[Collected data]
= Beginning of Section =

//! Line tokenizer for M3U/M3U8 playlist text.
//!
//! The tokenizer never rejects input. Line order is preserved and blank lines
//! stay in the sequence, since the extractor pairs directives with the URL
//! lines that follow them.

/// Marker expected on the first non-empty line of an extended M3U playlist
pub const PLAYLIST_HEADER: &str = "#EXTM3U";

const BYTE_ORDER_MARK: char = '\u{feff}';

/// Outcome of the advisory header check
#[derive(Debug, Clone, Copy, PartialEq, Eq)]
pub enum HeaderStatus {
    /// First non-empty line starts with `#EXTM3U`
    Present,
    /// First non-empty line is something else; parsing still proceeds
    Missing,
    /// Input has no non-empty line at all
    Empty,
}

/// Restartable view over the lines of a playlist.
///
/// `PlaylistLines` is `Copy`; every call to [`PlaylistLines::iter`] starts a
/// fresh pass over the same text.
#[derive(Debug, Clone, Copy)]
pub struct PlaylistLines<'a> {
    raw: &'a str,
}

impl<'a> PlaylistLines<'a> {
    pub fn new(raw: &'a str) -> Self {
        Self {
            raw: raw.strip_prefix(BYTE_ORDER_MARK).unwrap_or(raw),
        }
    }

    /// Lazily yields every line, trimmed, in source order
    pub fn iter(&self) -> Lines<'a> {
        Lines {
            inner: self.raw.split('\n'),
        }
    }

    pub fn header(&self) -> HeaderStatus {
        match self.iter().find(|line| !line.is_empty()) {
            None => HeaderStatus::Empty,
            Some(line) if line.starts_with(PLAYLIST_HEADER) => HeaderStatus::Present,
            Some(_) => HeaderStatus::Missing,
        }
    }
}

impl<'a> IntoIterator for PlaylistLines<'a> {
    type Item = &'a str;
    type IntoIter = Lines<'a>;

    fn into_iter(self) -> Self::IntoIter {
        self.iter()
    }
}

/// Iterator returned by [`PlaylistLines::iter`]
#[derive(Debug, Clone)]
pub struct Lines<'a> {
    inner: std::str::Split<'a, char>,
}

impl<'a> Iterator for Lines<'a> {
    type Item = &'a str;

    fn next(&mut self) -> Option<Self::Item> {
        self.inner.next().map(str::trim)
    }
}

/// Tokenize raw playlist text
pub fn tokenize(raw: &str) -> PlaylistLines<'_> {
    PlaylistLines::new(raw)
}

= End of Section =

ACTIVITY: Your task is to reproduce each entry exactly.

RESULT OF THIS TASK:
//! Line tokenizer for M3U/M3U8 playlist text.
//!
//! The tokenizer never rejects input. Line order is preserved and blank lines
//! stay in the sequence, since the extractor pairs directives with the URL
//! lines that follow them.

/// Marker expected on the first non-empty line of an extended M3U playlist
pub const PLAYLIST_HEADER: &str = "#EXTM3U";

const BYTE_ORDER_MARK: char = '\u{feff}';

/// Outcome of the advisory header check
#[derive(Debug, Clone, Copy, PartialEq, Eq)]
pub enum HeaderStatus {
    /// First non-empty line starts with `#EXTM3U`
    Present,
    /// First non-empty line is something else; parsing still proceeds
    Missing,
    /// Input has no non-empty line at all
    Empty,
}

/// Restartable view over the lines of a playlist.
///
/// `PlaylistLines` is `Copy`; every call to [`PlaylistLines::iter`] starts a
/// fresh pass over the same text.
#[derive(Debug, Clone, Copy)]
pub struct PlaylistLines<'a> {
    raw: &'a str,
}

impl<'a> PlaylistLines<'a> {
    pub fn new(raw: &'a str) -> Self {
        Self {
            raw: raw.strip_prefix(BYTE_ORDER_MARK).unwrap_or(raw),
        }
    }

    /// Lazily yields every line, trimmed, in source order
    pub fn iter(&self) -> Lines<'a> {
        Lines {
            inner: self.raw.split('\n'),
        }
    }

    pub fn header(&self) -> HeaderStatus {
        match self.iter().find(|line| !line.is_empty()) {
            None => HeaderStatus::Empty,
            Some(line) if line.starts_with(PLAYLIST_HEADER) => HeaderStatus::Present,
            Some(_) => HeaderStatus::Missing,
        }
    }
}

impl<'a> IntoIterator for PlaylistLines<'a> {
    type Item = &'a str;
    type IntoIter = Lines<'a>;

    fn into_iter(self) -> Self::IntoIter {
        self.iter()
    }
}

/// Iterator returned by [`PlaylistLines::iter`]
#[derive(Debug, Clone)]
pub struct Lines<'a> {
    inner: std::str::Split<'a, char>,
}

impl<'a> Iterator for Lines<'a> {
    type Item = &'a str;

    fn next(&mut self) -> Option<Self::Item> {
        self.inner.next().map(str::trim)
    }
}

/// Tokenize raw playlist text
pub fn tokenize(raw: &str) -> PlaylistLines<'_> {
    PlaylistLines::new(raw)
}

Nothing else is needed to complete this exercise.